Posted by: Photodes | Saturday, 14 December 2019 at 09:50 AM
I miss Mr. Vestal. I only knew him through his writing, but I read everything I could find that he authored.
Posted by: Jeff Damron | Saturday, 14 December 2019 at 10:30 AM
"Does every melody have to use every key on the piano?"
—David Vestal
No, but it should use as many of them as necessary. Pure black and white are the spices of the image and rarely the essence. The essence is generally in the greys sometimes with neither pure black or white.
-Jim Bullard
Posted by: James Bullard | Saturday, 14 December 2019 at 10:48 AM
Ha. You should post a David Vestal quote on a monthly basis.
Posted by: Mark Sampson | Saturday, 14 December 2019 at 07:39 PM
I think of Roy DeCarava's moody dark photos, which look great in a book (better than online).
Posted by: John Krumm | Sunday, 15 December 2019 at 01:00 PM
"...the dictum that every B&W print has to contain a pure white and a pure black."
Jeepers! Ranks right up there with "Form follows function"! They both sound reasonable till you give them more than 10 seconds thought.
Posted by: DENNIS M | Sunday, 15 December 2019 at 05:35 PM
I've always admired David Vestal, but I'll quibble with his analogy in this case.
Although it's true that areas of pure black and pure white aren't mandatory in B&W prints, it's relatively uncommon to find real-world subjects that have less tonal range than a print can reproduce. Foggy days, maybe. Close-ups of atonal subjects, maybe.
But most subjects exceed the print paper's tonal range, so they'll look flat without areas of pure black and pure white. Whereas melodies requiring all 88 keys on a piano are so exceptional I've never heard one.
Posted by: Tom R. Halfhill | Sunday, 15 December 2019 at 07:27 PM
A melody doesn't even have to use every note in the octave or the scale, much less the entire keyboard. And chalk me up as another admirer of David Vestal. The man was devoid of nonsense. Nonsense parted before his prose as the sea to Moses.
Posted by: larryhs | Monday, 16 December 2019 at 01:40 PM
I think the key point here is that most scenes exceed the B&W print's tonal range. While both piano (and other musical scales) and photographic exposure go by powers of two (octaves in music, f-stops in exposure), music isn't a direct representation of a real-world scene, and I don't see a very powerful connection between musical notes and print tones; without such a connection, the claim that's what right (or wrong) for one must be right (or wrong) for the other seems weak. In fact Vestal makes no argument, beyond the simple analogy.
I think Vestal is right that fetishizing, or even making a "rule", that you "must" use the full brighness range of your output medium is wrong, badly wrong, stupidly wrong—it still turns out to be right for a surprising number of images.
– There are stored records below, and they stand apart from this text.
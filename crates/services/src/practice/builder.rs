//! Group building: candidate loading, sampling, and exclusion handling.

use std::collections::HashSet;

use practice_core::model::{PracticeSettings, QuestionId};
use practice_core::sampler::{self, SampleOutcome};
use storage::repository::QuestionRepository;

use crate::error::PracticeError;

/// Loads candidates for the settings' banks and runs the ratio sampler.
///
/// # Errors
///
/// Returns `PracticeError::EmptyPool` when the banks hold no usable
/// questions at all. A *short* sample is not an error — the outcome's
/// `shortfall` carries the `PoolExhausted` condition.
pub(crate) async fn sample_group(
    questions: &dyn QuestionRepository,
    settings: &PracticeSettings,
    exclude: &HashSet<QuestionId>,
) -> Result<SampleOutcome, PracticeError> {
    let pool = questions
        .list_candidates(settings.bank_ids(), None, true)
        .await?;
    if pool.is_empty() {
        return Err(PracticeError::EmptyPool);
    }
    Ok(sampler::sample(
        &pool,
        settings.type_ratio(),
        settings.target_count(),
        exclude,
    ))
}

/// Samples the next round's group, recycling the pool when the session has
/// already seen every candidate.
///
/// Returns the outcome and whether the exclusion set was abandoned (the
/// caller must clear the session's used-id set in that case).
///
/// # Errors
///
/// Returns `PracticeError::EmptyPool` when not even an unconstrained sample
/// yields a question.
pub(crate) async fn sample_next_round(
    questions: &dyn QuestionRepository,
    settings: &PracticeSettings,
    used: &HashSet<QuestionId>,
) -> Result<(SampleOutcome, bool), PracticeError> {
    let outcome = sample_group(questions, settings, used).await?;
    if !outcome.question_ids.is_empty() {
        return Ok((outcome, false));
    }

    // Every candidate has been seen this session: start recycling.
    log::debug!("exclusion set exhausted the pool; recycling seen questions");
    let outcome = sample_group(questions, settings, &HashSet::new()).await?;
    if outcome.question_ids.is_empty() {
        return Err(PracticeError::EmptyPool);
    }
    Ok((outcome, true))
}
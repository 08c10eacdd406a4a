use std::collections::{BTreeMap, HashMap};

use practice_core::model::{BankId, Question, QuestionId, QuestionType};
use sqlx::Row;

use super::SqliteRepository;
use super::mapping::{
    bank_id_to_i64, map_question_row, question_id_to_i64, ser, to_json, u32_from_i64,
};
use crate::repository::{QuestionRepository, StorageError};

/// Builds `bank_id IN (?N, ?N+1, …)` with placeholders starting at `start`.
fn in_placeholders(count: usize, start: usize) -> String {
    let mut sql = String::new();
    for i in 0..count {
        if i > 0 {
            sql.push_str(", ");
        }
        sql.push('?');
        sql.push_str(&(start + i).to_string());
    }
    sql
}

#[async_trait::async_trait]
impl QuestionRepository for SqliteRepository {
    async fn upsert_question(&self, question: &Question) -> Result<(), StorageError> {
        sqlx::query(
            r"
            INSERT INTO questions (
                id, bank_id, kind, content, options, standard_answer,
                mastery, favorite, reported, created_at
            )
            VALUES (?1, ?2, ?3, ?4, ?5, ?6, ?7, ?8, ?9, ?10)
            ON CONFLICT(id) DO UPDATE SET
                -- keep created_at from the original insert; only update mutable fields
                bank_id = excluded.bank_id,
                kind = excluded.kind,
                content = excluded.content,
                options = excluded.options,
                standard_answer = excluded.standard_answer,
                mastery = excluded.mastery,
                favorite = excluded.favorite,
                reported = excluded.reported
            ",
        )
        .bind(question_id_to_i64(question.id())?)
        .bind(bank_id_to_i64(question.bank_id())?)
        .bind(question.kind().as_str())
        .bind(question.content().to_owned())
        .bind(to_json(&question.options().to_vec())?)
        .bind(question.standard_answer().to_owned())
        .bind(i64::from(question.mastery()))
        .bind(question.is_favorite())
        .bind(question.is_reported())
        .bind(question.created_at())
        .execute(&self.pool)
        .await
        .map_err(|e| StorageError::Connection(e.to_string()))?;

        Ok(())
    }

    async fn get_question(&self, id: QuestionId) -> Result<Question, StorageError> {
        let row = sqlx::query(
            r"
            SELECT id, bank_id, kind, content, options, standard_answer,
                   mastery, favorite, reported, created_at
            FROM questions
            WHERE id = ?1
            ",
        )
        .bind(question_id_to_i64(id)?)
        .fetch_optional(&self.pool)
        .await
        .map_err(|e| StorageError::Connection(e.to_string()))?
        .ok_or(StorageError::NotFound)?;

        map_question_row(&row)
    }

    async fn get_questions(&self, ids: &[QuestionId]) -> Result<Vec<Question>, StorageError> {
        if ids.is_empty() {
            return Ok(Vec::new());
        }

        let mut sql = String::from(
            r"
            SELECT id, bank_id, kind, content, options, standard_answer,
                   mastery, favorite, reported, created_at
            FROM questions
            WHERE id IN (
            ",
        );
        sql.push_str(&in_placeholders(ids.len(), 1));
        sql.push_str(")\n");

        let mut q = sqlx::query(&sql);
        for id in ids {
            q = q.bind(question_id_to_i64(*id)?);
        }

        let rows = q
            .fetch_all(&self.pool)
            .await
            .map_err(|e| StorageError::Connection(e.to_string()))?;

        let mut by_id: HashMap<u64, Question> = HashMap::with_capacity(rows.len());
        for row in rows {
            let question = map_question_row(&row)?;
            by_id.insert(question.id().value(), question);
        }

        let mut out = Vec::with_capacity(ids.len());
        for id in ids {
            match by_id.remove(&id.value()) {
                Some(question) => out.push(question),
                None => return Err(StorageError::NotFound),
            }
        }

        Ok(out)
    }

    async fn list_candidates(
        &self,
        bank_ids: &[BankId],
        kind: Option<QuestionType>,
        exclude_reported: bool,
    ) -> Result<Vec<Question>, StorageError> {
        if bank_ids.is_empty() {
            return Ok(Vec::new());
        }

        let mut sql = String::from(
            r"
            SELECT id, bank_id, kind, content, options, standard_answer,
                   mastery, favorite, reported, created_at
            FROM questions
            WHERE bank_id IN (
            ",
        );
        sql.push_str(&in_placeholders(bank_ids.len(), 1));
        sql.push(')');
        if kind.is_some() {
            sql.push_str(&format!(" AND kind = ?{}", bank_ids.len() + 1));
        }
        if exclude_reported {
            sql.push_str(" AND reported = 0");
        }
        sql.push_str(" ORDER BY id ASC");

        let mut q = sqlx::query(&sql);
        for bank_id in bank_ids {
            q = q.bind(bank_id_to_i64(*bank_id)?);
        }
        if let Some(kind) = kind {
            q = q.bind(kind.as_str());
        }

        let rows = q
            .fetch_all(&self.pool)
            .await
            .map_err(|e| StorageError::Connection(e.to_string()))?;

        let mut questions = Vec::with_capacity(rows.len());
        for row in rows {
            questions.push(map_question_row(&row)?);
        }
        Ok(questions)
    }

    async fn increment_mastery(&self, id: QuestionId) -> Result<(), StorageError> {
        let result = sqlx::query("UPDATE questions SET mastery = mastery + 1 WHERE id = ?1")
            .bind(question_id_to_i64(id)?)
            .execute(&self.pool)
            .await
            .map_err(|e| StorageError::Connection(e.to_string()))?;

        if result.rows_affected() == 0 {
            return Err(StorageError::NotFound);
        }
        Ok(())
    }

    async fn reset_mastery(&self, id: QuestionId) -> Result<(), StorageError> {
        let result = sqlx::query("UPDATE questions SET mastery = 0 WHERE id = ?1")
            .bind(question_id_to_i64(id)?)
            .execute(&self.pool)
            .await
            .map_err(|e| StorageError::Connection(e.to_string()))?;

        if result.rows_affected() == 0 {
            return Err(StorageError::NotFound);
        }
        Ok(())
    }

    async fn mark_reported(&self, id: QuestionId) -> Result<(), StorageError> {
        let result = sqlx::query("UPDATE questions SET reported = 1 WHERE id = ?1")
            .bind(question_id_to_i64(id)?)
            .execute(&self.pool)
            .await
            .map_err(|e| StorageError::Connection(e.to_string()))?;

        if result.rows_affected() == 0 {
            return Err(StorageError::NotFound);
        }
        Ok(())
    }

    async fn mastery_distribution(
        &self,
        bank_ids: &[BankId],
    ) -> Result<BTreeMap<u32, u64>, StorageError> {
        if bank_ids.is_empty() {
            return Ok(BTreeMap::new());
        }

        let mut sql = String::from(
            r"
            SELECT mastery, COUNT(*) AS n
            FROM questions
            WHERE reported = 0 AND bank_id IN (
            ",
        );
        sql.push_str(&in_placeholders(bank_ids.len(), 1));
        sql.push_str(") GROUP BY mastery ORDER BY mastery ASC");

        let mut q = sqlx::query(&sql);
        for bank_id in bank_ids {
            q = q.bind(bank_id_to_i64(*bank_id)?);
        }

        let rows = q
            .fetch_all(&self.pool)
            .await
            .map_err(|e| StorageError::Connection(e.to_string()))?;

        let mut buckets = BTreeMap::new();
        for row in rows {
            let level = u32_from_i64("mastery", row.try_get::<i64, _>("mastery").map_err(ser)?)?;
            let count: i64 = row.try_get("n").map_err(ser)?;
            let count = u64::try_from(count)
                .map_err(|_| StorageError::Serialization(format!("invalid count: {count}")))?;
            buckets.insert(level, count);
        }
        Ok(buckets)
    }
}
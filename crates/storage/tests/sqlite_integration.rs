use practice_core::model::{
    AnswerKey, AnswerRecord, BankId, ChoiceOption, GroupEpoch, PracticeSession, PracticeSettings,
    Question, QuestionId, QuestionType, SessionId, SessionStatus, TypeRatio, UserId,
};
use practice_core::time::fixed_now;
use storage::repository::{
    AnswerRepository, CounterMutation, IssueRepository, QuestionRepository, SessionRepository,
    SettingsRepository, StorageError,
};
use storage::sqlite::SqliteRepository;

fn build_question(id: u64, bank: u64, kind: QuestionType, mastery: u32) -> Question {
    let options = if kind.has_options() {
        vec![ChoiceOption::new("A", "first"), ChoiceOption::new("B", "second")]
    } else {
        Vec::new()
    };
    Question::from_persisted(
        QuestionId::new(id),
        BankId::new(bank),
        kind,
        format!("Question {id}"),
        options,
        "A",
        mastery,
        false,
        false,
        fixed_now(),
    )
    .unwrap()
}

fn build_session(user: u64, question_ids: &[u64]) -> PracticeSession {
    let settings = PracticeSettings::new(
        vec![BankId::new(1)],
        TypeRatio::new(100, 0, 0, 0).unwrap(),
        5,
        true,
    )
    .unwrap();
    PracticeSession::start(
        SessionId::generate(),
        UserId::new(user),
        settings,
        question_ids.iter().copied().map(QuestionId::new).collect(),
        fixed_now(),
    )
    .unwrap()
}

async fn connect(name: &str) -> SqliteRepository {
    let url = format!("sqlite:file:{name}?mode=memory&cache=shared");
    let repo = SqliteRepository::connect(&url).await.expect("connect");
    repo.migrate().await.expect("migrate");
    repo
}

#[tokio::test]
async fn sqlite_roundtrip_persists_questions_and_counters() {
    let repo = connect("memdb_questions").await;

    let question = build_question(1, 1, QuestionType::MultiChoice, 2);
    repo.upsert_question(&question).await.unwrap();

    let fetched = repo.get_question(QuestionId::new(1)).await.unwrap();
    assert_eq!(fetched.kind(), QuestionType::MultiChoice);
    assert_eq!(fetched.options().len(), 2);
    assert_eq!(fetched.mastery(), 2);

    repo.increment_mastery(QuestionId::new(1)).await.unwrap();
    assert_eq!(repo.get_question(QuestionId::new(1)).await.unwrap().mastery(), 3);

    repo.reset_mastery(QuestionId::new(1)).await.unwrap();
    assert_eq!(repo.get_question(QuestionId::new(1)).await.unwrap().mastery(), 0);

    let err = repo.increment_mastery(QuestionId::new(42)).await.unwrap_err();
    assert!(matches!(err, StorageError::NotFound));
}

#[tokio::test]
async fn sqlite_candidates_and_distribution_respect_flags() {
    let repo = connect("memdb_candidates").await;

    repo.upsert_question(&build_question(1, 1, QuestionType::SingleChoice, 0))
        .await
        .unwrap();
    repo.upsert_question(&build_question(2, 1, QuestionType::SingleChoice, 3))
        .await
        .unwrap();
    repo.upsert_question(&build_question(3, 2, QuestionType::SingleChoice, 0))
        .await
        .unwrap();
    let mut reported = build_question(4, 1, QuestionType::SingleChoice, 0);
    reported.set_reported(true);
    repo.upsert_question(&reported).await.unwrap();

    let candidates = repo
        .list_candidates(&[BankId::new(1)], None, true)
        .await
        .unwrap();
    let ids: Vec<u64> = candidates.iter().map(|q| q.id().value()).collect();
    assert_eq!(ids, vec![1, 2]);

    let judgments = repo
        .list_candidates(&[BankId::new(1)], Some(QuestionType::Judgment), true)
        .await
        .unwrap();
    assert!(judgments.is_empty());

    let dist = repo.mastery_distribution(&[BankId::new(1)]).await.unwrap();
    assert_eq!(dist.get(&0), Some(&1));
    assert_eq!(dist.get(&3), Some(&1));
}

#[tokio::test]
async fn sqlite_session_roundtrip_keeps_group_and_epoch_state() {
    let repo = connect("memdb_sessions").await;

    let mut session = build_session(7, &[1, 2, 3]);
    repo.save_session(&session).await.unwrap();

    // Advance into a reinforcement group and persist again.
    session
        .begin_reinforce_group(vec![QuestionId::new(2)], fixed_now())
        .unwrap();
    session.note_position(1, fixed_now());
    repo.save_session(&session).await.unwrap();

    let loaded = repo.get_session(session.id()).await.unwrap();
    assert_eq!(loaded.status(), SessionStatus::Reinforcing);
    assert_eq!(loaded.round(), 1);
    assert_eq!(loaded.current_group().epoch(), GroupEpoch::new(2));
    assert_eq!(loaded.current_group().question_ids(), &[QuestionId::new(2)]);
    assert_eq!(loaded.current_group().current_index(), 1);
    assert_eq!(loaded.next_epoch(), GroupEpoch::new(3));
    assert_eq!(loaded.used_question_ids().len(), 3);

    let active = repo.active_session(UserId::new(7)).await.unwrap();
    assert_eq!(active.map(|s| s.id()), Some(session.id()));
}

#[tokio::test]
async fn sqlite_enforces_one_active_session_per_user() {
    let repo = connect("memdb_conflict").await;

    repo.save_session(&build_session(1, &[1])).await.unwrap();
    let err = repo.save_session(&build_session(1, &[2])).await.unwrap_err();
    assert!(matches!(err, StorageError::Conflict));

    // Other users are unaffected.
    repo.save_session(&build_session(2, &[3])).await.unwrap();
}

#[tokio::test]
async fn sqlite_commit_counted_is_atomic_with_the_ledger() {
    let repo = connect("memdb_ledger").await;

    repo.upsert_question(&build_question(1, 1, QuestionType::SingleChoice, 4))
        .await
        .unwrap();
    let session = build_session(1, &[1]);
    repo.save_session(&session).await.unwrap();

    let key = AnswerKey::new(session.id(), QuestionId::new(1), GroupEpoch::new(1));
    let record = AnswerRecord::new(key, "B", false, true, fixed_now());
    repo.commit_counted(&record, CounterMutation::Reset).await.unwrap();

    assert_eq!(repo.get_question(QuestionId::new(1)).await.unwrap().mastery(), 0);
    let stored = repo.get_answer(&key).await.unwrap().unwrap();
    assert!(stored.is_counted());
    assert!(!stored.is_correct());

    // A mutation against a missing question must leave no ledger entry.
    let orphan_key = AnswerKey::new(session.id(), QuestionId::new(99), GroupEpoch::new(1));
    let orphan = AnswerRecord::new(orphan_key, "A", true, true, fixed_now());
    let err = repo
        .commit_counted(&orphan, CounterMutation::Increment)
        .await
        .unwrap_err();
    assert!(matches!(err, StorageError::NotFound));
    assert!(repo.get_answer(&orphan_key).await.unwrap().is_none());

    let answers = repo
        .answers_for_epoch(session.id(), GroupEpoch::new(1))
        .await
        .unwrap();
    assert_eq!(answers.len(), 1);
}

#[tokio::test]
async fn sqlite_delete_session_cascades_ledger_entries() {
    let repo = connect("memdb_cascade").await;

    repo.upsert_question(&build_question(1, 1, QuestionType::SingleChoice, 0))
        .await
        .unwrap();
    let session = build_session(3, &[1]);
    repo.save_session(&session).await.unwrap();

    let key = AnswerKey::new(session.id(), QuestionId::new(1), GroupEpoch::new(1));
    let record = AnswerRecord::new(key, "A", true, true, fixed_now());
    repo.commit_counted(&record, CounterMutation::Increment).await.unwrap();

    repo.delete_session(session.id()).await.unwrap();

    assert!(matches!(
        repo.get_session(session.id()).await.unwrap_err(),
        StorageError::NotFound
    ));
    assert!(repo.get_answer(&key).await.unwrap().is_none());
    // The committed counter survives the delete.
    assert_eq!(repo.get_question(QuestionId::new(1)).await.unwrap().mastery(), 1);
}

#[tokio::test]
async fn sqlite_settings_are_latest_wins() {
    let repo = connect("memdb_settings").await;

    assert!(repo.latest_settings(UserId::new(1)).await.unwrap().is_none());

    let first = PracticeSettings::new(
        vec![BankId::new(1)],
        TypeRatio::uniform(),
        10,
        true,
    )
    .unwrap();
    repo.save_settings(UserId::new(1), &first).await.unwrap();

    let second = PracticeSettings::new(
        vec![BankId::new(1), BankId::new(2)],
        TypeRatio::new(60, 20, 20, 0).unwrap(),
        20,
        false,
    )
    .unwrap();
    repo.save_settings(UserId::new(1), &second).await.unwrap();

    let loaded = repo.latest_settings(UserId::new(1)).await.unwrap().unwrap();
    assert_eq!(loaded, second);
}

#[tokio::test]
async fn sqlite_records_issue_reports() {
    let repo = connect("memdb_issues").await;

    repo.upsert_question(&build_question(1, 1, QuestionType::SingleChoice, 0))
        .await
        .unwrap();
    repo.report_issue(QuestionId::new(1), "ambiguous wording", fixed_now())
        .await
        .unwrap();

    let issues = repo.list_issues().await.unwrap();
    assert_eq!(issues.len(), 1);
    assert_eq!(issues[0].question_id, QuestionId::new(1));
    assert_eq!(issues[0].reason, "ambiguous wording");
}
Even a surprising number of high-key images badly need their (very few) deep blacks.
In general, confusing "rules of thumb" with actual rules is a bad mistake. Not sure there are any actual rules in art, which may be part of the problem—when confronted with rules of thumb one doesn't have actual rules handy to compare them to, which (I suspect) would make the difference quite apparent.
Posted by: David Dyer-Bennet | Tuesday, 17 December 2019 at 08:11 PM
Just for fun, taking the piano analogy a bit further... Why do our 21 step gray scale wedges have to be linear? The notes on a properly tuned (tempered) piano aren't linear. Pianos are not tuned to produce evenly spaced tones on a graph, but rather to produce tones that taste err sound good. This varies from piano to piano.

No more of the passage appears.